◆ Work instruction: Scan the records for lines with the word "calls", and copy every such line.
┏━━
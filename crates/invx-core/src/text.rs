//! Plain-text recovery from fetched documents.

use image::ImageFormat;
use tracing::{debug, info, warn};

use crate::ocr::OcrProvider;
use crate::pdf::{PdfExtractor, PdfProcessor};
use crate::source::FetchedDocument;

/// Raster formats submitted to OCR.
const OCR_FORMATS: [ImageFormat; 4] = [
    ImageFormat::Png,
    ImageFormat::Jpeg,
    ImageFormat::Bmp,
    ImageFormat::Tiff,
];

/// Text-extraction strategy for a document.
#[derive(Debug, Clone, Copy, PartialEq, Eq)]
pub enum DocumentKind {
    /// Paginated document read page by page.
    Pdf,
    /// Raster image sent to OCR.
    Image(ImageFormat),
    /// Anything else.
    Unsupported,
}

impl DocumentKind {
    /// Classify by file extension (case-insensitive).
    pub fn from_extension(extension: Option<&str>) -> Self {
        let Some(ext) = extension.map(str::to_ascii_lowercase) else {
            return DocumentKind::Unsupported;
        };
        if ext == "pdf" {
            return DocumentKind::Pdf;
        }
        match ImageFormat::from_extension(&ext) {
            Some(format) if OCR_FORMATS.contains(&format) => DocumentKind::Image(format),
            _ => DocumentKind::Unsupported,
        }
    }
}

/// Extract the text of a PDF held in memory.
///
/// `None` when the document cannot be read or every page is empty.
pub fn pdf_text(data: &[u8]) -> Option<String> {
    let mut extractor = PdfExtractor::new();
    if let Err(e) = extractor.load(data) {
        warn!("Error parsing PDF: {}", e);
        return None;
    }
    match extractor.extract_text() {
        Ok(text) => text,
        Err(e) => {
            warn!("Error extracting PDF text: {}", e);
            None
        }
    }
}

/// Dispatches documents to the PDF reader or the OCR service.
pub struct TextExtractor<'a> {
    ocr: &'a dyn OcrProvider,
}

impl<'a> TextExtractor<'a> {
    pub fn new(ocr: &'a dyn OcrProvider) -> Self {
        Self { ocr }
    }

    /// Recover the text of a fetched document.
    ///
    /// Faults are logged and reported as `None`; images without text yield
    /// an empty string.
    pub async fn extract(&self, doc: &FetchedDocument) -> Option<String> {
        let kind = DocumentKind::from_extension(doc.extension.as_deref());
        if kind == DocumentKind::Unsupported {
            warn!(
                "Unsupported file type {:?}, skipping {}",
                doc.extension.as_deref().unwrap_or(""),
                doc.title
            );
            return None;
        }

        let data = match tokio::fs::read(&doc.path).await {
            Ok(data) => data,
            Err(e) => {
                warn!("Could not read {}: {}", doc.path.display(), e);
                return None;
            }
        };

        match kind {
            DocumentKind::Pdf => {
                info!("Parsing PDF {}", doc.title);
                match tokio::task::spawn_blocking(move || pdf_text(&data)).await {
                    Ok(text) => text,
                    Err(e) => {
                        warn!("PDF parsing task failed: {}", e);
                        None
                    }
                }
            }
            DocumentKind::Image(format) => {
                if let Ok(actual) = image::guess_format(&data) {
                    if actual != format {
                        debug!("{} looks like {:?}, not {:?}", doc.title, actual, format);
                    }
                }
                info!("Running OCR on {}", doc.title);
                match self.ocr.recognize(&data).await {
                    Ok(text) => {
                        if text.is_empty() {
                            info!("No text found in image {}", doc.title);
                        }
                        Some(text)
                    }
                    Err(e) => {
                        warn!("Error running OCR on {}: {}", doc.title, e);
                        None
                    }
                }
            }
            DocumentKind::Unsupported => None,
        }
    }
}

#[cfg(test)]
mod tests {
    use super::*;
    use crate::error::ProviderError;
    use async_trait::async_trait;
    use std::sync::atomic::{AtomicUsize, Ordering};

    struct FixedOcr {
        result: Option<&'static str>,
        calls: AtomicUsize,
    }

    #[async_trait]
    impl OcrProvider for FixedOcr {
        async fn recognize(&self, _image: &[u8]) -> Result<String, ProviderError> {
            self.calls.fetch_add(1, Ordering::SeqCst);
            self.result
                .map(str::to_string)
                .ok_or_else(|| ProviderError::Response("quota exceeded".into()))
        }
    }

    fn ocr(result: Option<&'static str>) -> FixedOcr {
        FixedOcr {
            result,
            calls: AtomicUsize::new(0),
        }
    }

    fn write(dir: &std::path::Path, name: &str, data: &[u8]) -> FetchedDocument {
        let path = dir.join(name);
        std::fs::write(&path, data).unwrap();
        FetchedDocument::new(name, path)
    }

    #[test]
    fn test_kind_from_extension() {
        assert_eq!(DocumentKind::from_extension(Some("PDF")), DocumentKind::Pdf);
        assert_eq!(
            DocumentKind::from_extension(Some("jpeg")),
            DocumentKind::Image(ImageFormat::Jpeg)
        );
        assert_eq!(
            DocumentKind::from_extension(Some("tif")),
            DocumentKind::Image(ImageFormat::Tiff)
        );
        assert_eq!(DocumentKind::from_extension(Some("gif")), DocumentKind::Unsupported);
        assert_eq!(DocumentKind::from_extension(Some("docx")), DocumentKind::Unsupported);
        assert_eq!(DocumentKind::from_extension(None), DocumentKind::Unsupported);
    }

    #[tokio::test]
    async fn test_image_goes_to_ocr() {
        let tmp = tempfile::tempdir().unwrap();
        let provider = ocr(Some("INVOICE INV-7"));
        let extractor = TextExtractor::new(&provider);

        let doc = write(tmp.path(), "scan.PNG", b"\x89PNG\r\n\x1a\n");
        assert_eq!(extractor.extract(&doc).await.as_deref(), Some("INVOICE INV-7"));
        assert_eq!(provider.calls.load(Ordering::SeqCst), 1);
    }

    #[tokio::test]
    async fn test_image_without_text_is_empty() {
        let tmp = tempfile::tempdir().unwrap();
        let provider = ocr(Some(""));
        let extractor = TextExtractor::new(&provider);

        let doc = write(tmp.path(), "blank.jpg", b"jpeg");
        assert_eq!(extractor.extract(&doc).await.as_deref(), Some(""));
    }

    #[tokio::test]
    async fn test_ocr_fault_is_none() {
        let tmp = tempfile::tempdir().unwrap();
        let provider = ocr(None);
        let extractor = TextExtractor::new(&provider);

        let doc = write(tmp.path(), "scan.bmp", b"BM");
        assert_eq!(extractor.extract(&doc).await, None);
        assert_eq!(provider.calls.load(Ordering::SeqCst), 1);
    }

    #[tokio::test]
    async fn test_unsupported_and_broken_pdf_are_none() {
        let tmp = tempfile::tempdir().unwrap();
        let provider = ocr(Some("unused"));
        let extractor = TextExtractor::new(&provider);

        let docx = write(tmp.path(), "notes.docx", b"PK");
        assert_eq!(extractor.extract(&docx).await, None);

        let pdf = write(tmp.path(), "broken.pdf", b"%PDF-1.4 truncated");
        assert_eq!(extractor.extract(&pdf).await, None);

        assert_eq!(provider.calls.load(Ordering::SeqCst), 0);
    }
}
┗━━
┏━━
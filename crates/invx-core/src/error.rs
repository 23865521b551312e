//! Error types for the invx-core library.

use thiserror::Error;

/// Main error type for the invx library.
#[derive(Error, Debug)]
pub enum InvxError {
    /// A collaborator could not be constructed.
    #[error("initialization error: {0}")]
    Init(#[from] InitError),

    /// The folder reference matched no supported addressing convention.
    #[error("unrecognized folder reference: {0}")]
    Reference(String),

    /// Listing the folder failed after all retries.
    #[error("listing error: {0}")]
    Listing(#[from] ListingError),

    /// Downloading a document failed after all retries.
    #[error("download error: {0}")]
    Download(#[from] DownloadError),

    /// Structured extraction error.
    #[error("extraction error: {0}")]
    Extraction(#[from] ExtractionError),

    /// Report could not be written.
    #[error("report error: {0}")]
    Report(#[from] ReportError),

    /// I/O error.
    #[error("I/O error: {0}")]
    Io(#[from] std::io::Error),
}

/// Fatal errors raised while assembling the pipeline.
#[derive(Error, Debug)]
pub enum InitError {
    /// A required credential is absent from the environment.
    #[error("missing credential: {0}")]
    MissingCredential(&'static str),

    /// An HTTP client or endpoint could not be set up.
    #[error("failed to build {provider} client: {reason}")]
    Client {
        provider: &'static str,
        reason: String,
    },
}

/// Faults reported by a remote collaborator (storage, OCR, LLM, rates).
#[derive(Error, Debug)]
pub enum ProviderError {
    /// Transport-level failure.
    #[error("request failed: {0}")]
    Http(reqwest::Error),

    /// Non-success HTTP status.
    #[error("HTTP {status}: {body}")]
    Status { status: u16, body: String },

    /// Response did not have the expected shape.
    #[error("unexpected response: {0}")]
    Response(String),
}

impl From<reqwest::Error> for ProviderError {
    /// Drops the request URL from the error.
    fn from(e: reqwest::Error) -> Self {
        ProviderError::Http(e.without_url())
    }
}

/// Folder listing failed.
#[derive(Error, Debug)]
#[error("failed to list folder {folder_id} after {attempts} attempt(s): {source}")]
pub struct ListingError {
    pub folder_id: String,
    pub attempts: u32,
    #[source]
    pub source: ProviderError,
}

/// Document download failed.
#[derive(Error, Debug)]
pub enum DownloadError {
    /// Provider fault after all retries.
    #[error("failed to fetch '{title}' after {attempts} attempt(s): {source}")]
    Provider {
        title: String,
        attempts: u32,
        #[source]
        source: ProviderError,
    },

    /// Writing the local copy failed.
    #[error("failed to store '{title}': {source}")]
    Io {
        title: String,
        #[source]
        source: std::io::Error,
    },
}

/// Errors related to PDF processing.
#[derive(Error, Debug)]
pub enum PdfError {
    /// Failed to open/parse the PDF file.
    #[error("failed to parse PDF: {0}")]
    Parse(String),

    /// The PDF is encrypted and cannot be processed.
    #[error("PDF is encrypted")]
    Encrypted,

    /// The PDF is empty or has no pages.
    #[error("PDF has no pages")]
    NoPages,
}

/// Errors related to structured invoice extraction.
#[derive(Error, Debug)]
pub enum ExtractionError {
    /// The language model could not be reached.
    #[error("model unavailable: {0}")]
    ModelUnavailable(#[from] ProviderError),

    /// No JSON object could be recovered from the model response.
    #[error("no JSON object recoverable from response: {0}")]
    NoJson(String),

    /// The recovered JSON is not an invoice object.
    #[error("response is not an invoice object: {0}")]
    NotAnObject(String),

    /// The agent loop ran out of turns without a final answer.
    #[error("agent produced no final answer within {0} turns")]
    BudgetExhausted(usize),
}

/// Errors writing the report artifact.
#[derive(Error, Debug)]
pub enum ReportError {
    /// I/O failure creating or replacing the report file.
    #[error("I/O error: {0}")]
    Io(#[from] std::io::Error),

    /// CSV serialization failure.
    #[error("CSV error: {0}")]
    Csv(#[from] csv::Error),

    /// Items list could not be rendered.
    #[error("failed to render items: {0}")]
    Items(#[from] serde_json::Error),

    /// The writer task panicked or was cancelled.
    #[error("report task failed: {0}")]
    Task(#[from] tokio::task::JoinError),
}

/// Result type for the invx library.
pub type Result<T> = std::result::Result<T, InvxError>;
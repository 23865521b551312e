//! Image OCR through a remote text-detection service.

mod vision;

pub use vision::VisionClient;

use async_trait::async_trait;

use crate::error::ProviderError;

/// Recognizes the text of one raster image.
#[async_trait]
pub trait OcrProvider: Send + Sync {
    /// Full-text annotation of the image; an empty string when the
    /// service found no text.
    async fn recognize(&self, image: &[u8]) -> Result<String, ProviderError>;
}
┗━━
◆ Exercise output:
        calls: AtomicUsize,
            self.calls.fetch_add(1, Ordering::SeqCst);
            calls: AtomicUsize::new(0),
        assert_eq!(provider.calls.load(Ordering::SeqCst), 1);
        assert_eq!(provider.calls.load(Ordering::SeqCst), 1);
        assert_eq!(provider.calls.load(Ordering::SeqCst), 0);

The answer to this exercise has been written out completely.